WORK TO BE COMPLETED
Search the entries below for the word "charts" and copy every line where it appears.

STUDY MATERIAL

#[cfg(test)]
mod tests {
    use super::*;
    use crate::models::seed_users;
    use tempfile::TempDir;

    fn parse(args: &[&str]) -> Cli {
        Cli::try_parse_from(std::iter::once("dashstore").chain(args.iter().copied())).unwrap()
    }

    fn temp_config(temp: &TempDir) -> Config {
        Config {
            data_dir: Some(temp.path().to_path_buf()),
            ..Config::default()
        }
    }

    fn stored_users(config: &Config) -> Vec<User> {
        open_table::<User>(config).unwrap().store().records().to_vec()
    }

    #[test]
    fn test_parse_list_with_filters() {
        let cli = parse(&["users", "list", "--search", "john", "-f", "status=Active", "--sort", "orders", "--desc"]);
        let Commands::Users {
            action: UserAction::Common(CommonAction::List(args)),
        } = cli.command
        else {
            panic!("expected users list");
        };
        assert_eq!(args.query.search.as_deref(), Some("john"));
        assert_eq!(args.query.filters, vec!["status=Active"]);
        assert!(args.query.desc);
        assert_eq!(args.page, 1);
    }

    #[test]
    fn test_global_overrides() {
        let temp = TempDir::new().unwrap();
        let config_path = temp.path().join("config.yml");
        fs::write(&config_path, "backend: files\nlog_level: error\n").unwrap();

        let data = temp.path().join("data");
        let cli = parse(&[
            "overview",
            "--config",
            config_path.to_str().unwrap(),
            "--data-dir",
            data.to_str().unwrap(),
            "--backend",
            "sqlite",
            "-vv",
        ]);
        let config = resolve_config(&cli).unwrap();
        assert_eq!(config.backend, Backend::Sqlite);
        assert_eq!(config.data_dir, Some(data));
        assert_eq!(log_level(cli.verbose, &config).unwrap(), Level::DEBUG);
        assert_eq!(log_level(0, &config).unwrap(), Level::ERROR);
    }

    #[test]
    fn test_add_update_delete_users() {
        let temp = TempDir::new().unwrap();
        let config = temp_config(&temp);

        let cli = parse(&["users", "add", "--name", "Ann Lee", "--email", "ann@example.com"]);
        run(cli, &config).unwrap();
        let users = stored_users(&config);
        assert_eq!(users.len(), 6);
        assert_eq!(users[5].id, 6);
        assert_eq!(users[5].role, "User");

        let cli = parse(&["users", "update", "6", "--role", "Admin"]);
        run(cli, &config).unwrap();
        let ann = stored_users(&config).into_iter().find(|u| u.id == 6).unwrap();
        assert_eq!(ann.role, "Admin");
        assert_eq!(ann.email, "ann@example.com");

        let cli = parse(&["users", "delete", "3", "--yes"]);
        run(cli, &config).unwrap();
        let ids: Vec<u64> = stored_users(&config).iter().map(|u| u.id).collect();
        assert_eq!(ids, vec![1, 2, 4, 5, 6]);
    }

    #[test]
    fn test_update_missing_id_is_not_an_error() {
        let temp = TempDir::new().unwrap();
        let config = temp_config(&temp);

        run(parse(&["users", "update", "99", "--name", "Ghost"]), &config).unwrap();
        run(parse(&["users", "delete", "99", "--yes"]), &config).unwrap();
        assert_eq!(stored_users(&config), seed_users());
    }

    #[test]
    fn test_bulk_delete_skips_unknown_ids() {
        let temp = TempDir::new().unwrap();
        let config = temp_config(&temp);

        run(parse(&["users", "bulk-delete", "1", "2", "42", "--yes"]), &config).unwrap();
        let ids: Vec<u64> = stored_users(&config).iter().map(|u| u.id).collect();
        assert_eq!(ids, vec![3, 4, 5]);
    }

    #[test]
    fn test_move_task() {
        let temp = TempDir::new().unwrap();
        let config = temp_config(&temp);

        run(parse(&["tasks", "move", "1", "done"]), &config).unwrap();
        let tasks = open_table::<Task>(&config).unwrap();
        assert_eq!(tasks.store().get(1).unwrap().column, Column::Done);
    }

    #[test]
    fn test_export_to_file() {
        let temp = TempDir::new().unwrap();
        let config = temp_config(&temp);
        let out = temp.path().join("active.csv");

        let cli = parse(&["users", "export", "-f", "status=Active", "--output", out.to_str().unwrap()]);
        run(cli, &config).unwrap();

        let csv = fs::read_to_string(&out).unwrap();
        assert_eq!(csv.lines().count(), 4);
        assert!(csv.starts_with("Name,Email,"));
    }

    #[test]
    fn test_bad_filter_is_an_error() {
        let temp = TempDir::new().unwrap();
        let config = temp_config(&temp);
        assert!(run(parse(&["users", "list", "-f", "status"]), &config).is_err());
    }

    #[test]
    fn test_chart_value_must_be_finite() {
        for bad in ["NaN", "inf", "-inf", "abc"] {
            let args = ["dashstore", "charts", "add", "--label", "X", "--value", bad];
            assert!(Cli::try_parse_from(args).is_err(), "accepted {}", bad);
        }
        assert!(Cli::try_parse_from(["dashstore", "charts", "update", "3", "--value", "NaN"]).is_err());

        let temp = TempDir::new().unwrap();
        let config = temp_config(&temp);
        run(parse(&["charts", "add", "--label", "Dip", "--value", "-2.5"]), &config).unwrap();
        let points = open_table::<ChartPoint>(&config).unwrap();
        assert_eq!(points.store().len(), 13);
        assert_eq!(points.store().get(13).unwrap().value, -2.5);
    }

    #[test]
    fn test_failed_prompt_declines() {
        let err = dialoguer::Error::IO(std::io::Error::new(std::io::ErrorKind::NotConnected, "not a terminal"));
        assert!(!answer_or_decline(Err(err)));
        assert!(answer_or_decline(Ok(true)));
        assert!(!answer_or_decline(Ok(false)));
    }

    #[test]
    fn test_render_pager() {
        assert_eq!(render_pager(1, 3), "[1] 2 3");
        assert_eq!(render_pager(6, 12), "4 5 [6] 7 8");
        assert_eq!(render_pager(1, 0), "");
    }

    #[test]
    fn test_render_rows_has_columns() {
        let users = seed_users();
        let rows: Vec<&User> = users.iter().take(2).collect();
        let rendered = render_rows(&rows).to_string();
        assert!(rendered.contains("lastLogin"));
        assert!(rendered.contains("John Doe"));
        assert!(!rendered.contains("Bob Johnson"));
    }
}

EXERCISE RESULT
            let args = ["dashstore", "charts", "add", "--label", "X", "--value", bad];
        assert!(Cli::try_parse_from(["dashstore", "charts", "update", "3", "--value", "NaN"]).is_err());
        run(parse(&["charts", "add", "--label", "Dip", "--value", "-2.5"]), &config).unwrap();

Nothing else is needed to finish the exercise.